En el presente estudio, se evaluó también la respuesta de MC durante la regeneración retiniana (figura 5). Muchos grupos ya han investigado la activación de células gliales, especialmente de MCs, como una respuesta regenerativa inicial a dañar. En concreto, sugirieron que activación MC fisiopatológica puede inducir el MCs a adoptar las características de la célula de vástago, proporcionando una fuente endógena de nuevo funcionamiento tipos celulares que pueden ser integrados en las áreas dañadas de la retina²⁷. Como era de esperar, encontramos que lesión retiniana laser estimula la activación de MC como se indica por el upregulation de GFAP. De hecho, mayor expresión de GFAP notable fue detectada en lesiones después de 3 días y se restringió a la zona de daños. A partir del día 14, la regeneración era en gran parte completa y la señal GFAP fue regulada para el nivel inicial en el área de daño. Así, hemos demostrado que MCs juega un papel activo en la reorganización retinal y potencialmente regeneración, después de lesión.

En conclusión, el modelo de degeneración/regeneración retiniana inducida por láser es una herramienta versátil para producir daño rápido y focal a la retina de pez cebra y se puede visualizar la siguiente regeneración por proyección de imagen de OCT no invasivo. Además, hemos sido capaces de mostrar que degeneración de la retina y láser se acompaña de activación del MC y que la gliosis resultante se invierte en regeneración. Sin embargo, una investigación detallada de los tipos de células implicadas (por ejemplo, microglia, macrófagos) y vías debe realizarse. Modificaciones críticas pueden ser necesario, vivir sobre todo seguimiento de las MCs para entender mejor cómo se comportan durante el proceso de regeneración (por ejemplo, migración de su ubicación original en el INL en la retina externa, especialmente en la capa de PRs) y su diferenciación hacia células de PR. Alternativamente, paradigmas de luz daño podrían utilizarse para inducir la pérdida generalizada y constante de la barra y cono PRs²⁸. Sin embargo, la ventaja del modelo descrito es un área de lesión más definida donde uno puede estudiar las interacciones locales entre degeneración de fotorreceptores y MCs activados.

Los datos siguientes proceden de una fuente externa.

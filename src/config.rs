//! Startup configuration.
//!
//! The pipeline only ever sees a constructed [`Config`]. Where the values
//! come from is the binary's business; [`Config::from_env`] is the one
//! source it ships with.

use std::net::SocketAddr;
use std::path::PathBuf;
use std::time::Duration;

use crate::error::Error;

/// Longest accepted token lifetime: a year.
const MAX_TOKEN_TTL: Duration = Duration::from_secs(365 * 24 * 3600);

/// Debug or release. Only affects log verbosity and what `/health` reports.
#[derive(Clone, Copy, Debug, Default, Eq, PartialEq)]
pub enum RunMode {
    #[default]
    Debug,
    Release,
}

impl RunMode {
    pub fn as_str(self) -> &'static str {
        match self {
            Self::Debug => "debug",
            Self::Release => "release",
        }
    }
}

#[derive(Clone, Debug)]
pub struct RateLimitConfig {
    /// Requests allowed per key per window.
    pub max_requests: u32,
    pub window: Duration,
    /// Take the client key from `X-Forwarded-For` / `X-Real-IP` instead of
    /// the peer address. Only safe behind a proxy that overwrites them.
    pub trust_forwarded_for: bool,
}

impl Default for RateLimitConfig {
    fn default() -> Self {
        Self {
            max_requests: 60,
            window: Duration::from_secs(60),
            trust_forwarded_for: false,
        }
    }
}

#[derive(Clone, Debug)]
pub struct Config {
    pub bind: SocketAddr,
    pub frontend_origin: String,
    pub mode: RunMode,
    pub rate_limit: RateLimitConfig,
    pub jwt_secret: String,
    pub token_ttl: Duration,
    pub uploads_dir: PathBuf,
    pub max_body_bytes: usize,
}

impl Default for Config {
    fn default() -> Self {
        Self {
            bind: SocketAddr::from(([0, 0, 0, 0], 3000)),
            frontend_origin: "http://localhost:8080".to_owned(),
            mode: RunMode::Debug,
            rate_limit: RateLimitConfig::default(),
            jwt_secret: String::new(),
            token_ttl: Duration::from_secs(24 * 3600),
            uploads_dir: PathBuf::from("./uploads"),
            max_body_bytes: 10 * 1024 * 1024,
        }
    }
}

impl Config {
    /// Reads `PORT`, `FRONTEND_URL`, `APP_MODE`, `RATE_LIMIT_MAX`,
    /// `RATE_LIMIT_WINDOW_SECS`, `TRUST_FORWARDED_FOR`, `JWT_SECRET`,
    /// `TOKEN_TTL_HOURS`, `UPLOADS_DIR` and `MAX_BODY_BYTES`. Unset or empty
    /// variables keep their defaults.
    pub fn from_env() -> Result<Self, Error> {
        Self::from_lookup(|key| std::env::var(key).ok())
    }

    /// Same as [`from_env`](Self::from_env) over an arbitrary key lookup.
    pub fn from_lookup(lookup: impl Fn(&str) -> Option<String>) -> Result<Self, Error> {
        let get = |key: &str| lookup(key).filter(|v| !v.is_empty());
        let mut cfg = Self::default();

        if let Some(port) = get("PORT") {
            let port: u16 = parse("PORT", &port)?;
            cfg.bind.set_port(port);
        }
        if let Some(origin) = get("FRONTEND_URL") {
            cfg.frontend_origin = origin.trim_end_matches('/').to_owned();
        }
        if let Some(mode) = get("APP_MODE") {
            cfg.mode = match mode.as_str() {
                "debug" => RunMode::Debug,
                "release" => RunMode::Release,
                other => return Err(Error::Config(format!("APP_MODE: unknown mode `{other}`"))),
            };
        }
        if let Some(max) = get("RATE_LIMIT_MAX") {
            cfg.rate_limit.max_requests = parse("RATE_LIMIT_MAX", &max)?;
        }
        if let Some(secs) = get("RATE_LIMIT_WINDOW_SECS") {
            cfg.rate_limit.window = Duration::from_secs(parse("RATE_LIMIT_WINDOW_SECS", &secs)?);
        }
        if let Some(flag) = get("TRUST_FORWARDED_FOR") {
            cfg.rate_limit.trust_forwarded_for = parse("TRUST_FORWARDED_FOR", &flag)?;
        }
        if let Some(secret) = get("JWT_SECRET") {
            cfg.jwt_secret = secret;
        }
        if let Some(hours) = get("TOKEN_TTL_HOURS") {
            let hours: u64 = parse("TOKEN_TTL_HOURS", &hours)?;
            let secs = hours
                .checked_mul(3600)
                .ok_or_else(|| Error::Config(format!("TOKEN_TTL_HOURS: `{hours}` is out of range")))?;
            cfg.token_ttl = Duration::from_secs(secs);
        }
        if let Some(dir) = get("UPLOADS_DIR") {
            cfg.uploads_dir = PathBuf::from(dir);
        }
        if let Some(bytes) = get("MAX_BODY_BYTES") {
            cfg.max_body_bytes = parse("MAX_BODY_BYTES", &bytes)?;
        }

        cfg.validate()?;
        Ok(cfg)
    }

    /// Rejects configurations the pipeline cannot run with.
    pub fn validate(&self) -> Result<(), Error> {
        if self.jwt_secret.len() < 16 {
            return Err(Error::Config("JWT_SECRET must be at least 16 bytes".to_owned()));
        }
        if self.rate_limit.max_requests == 0 {
            return Err(Error::Config("RATE_LIMIT_MAX must be positive".to_owned()));
        }
        if self.rate_limit.window.is_zero() {
            return Err(Error::Config("RATE_LIMIT_WINDOW_SECS must be positive".to_owned()));
        }
        if self.token_ttl.is_zero() || self.token_ttl > MAX_TOKEN_TTL {
            return Err(Error::Config(format!(
                "TOKEN_TTL_HOURS must be between 1 and {}",
                MAX_TOKEN_TTL.as_secs() / 3600
            )));
        }
        Ok(())
    }
}

fn parse<T: std::str::FromStr>(key: &str, value: &str) -> Result<T, Error>
where
    T::Err: std::fmt::Display,
{
    value
        .parse()
        .map_err(|e| Error::Config(format!("{key}: {e}")))
}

En general, creemos que el modelo ayudará a entender mejor procesos degenerativos/regenerativos en la retina sensorial y puede permitir la comparación de estos desarrollos con el sistema mamífero. También podría ser utilizado para estudiar la influencia del sistema inmune innato y los efectos de sustancias neuroactivas. En el futuro, uno podría ser capaz de utilizar estos resultados para modificar el sistema visual humano degeneración.

Los autores no tienen nada que revelar.

Agradecemos a Martin Zinkernagel, MD, PhD y Miriam Reisenhofer, PhD por su aportación científica a establecer el modelo y Federica Bisignani su excelente asistencia técnica.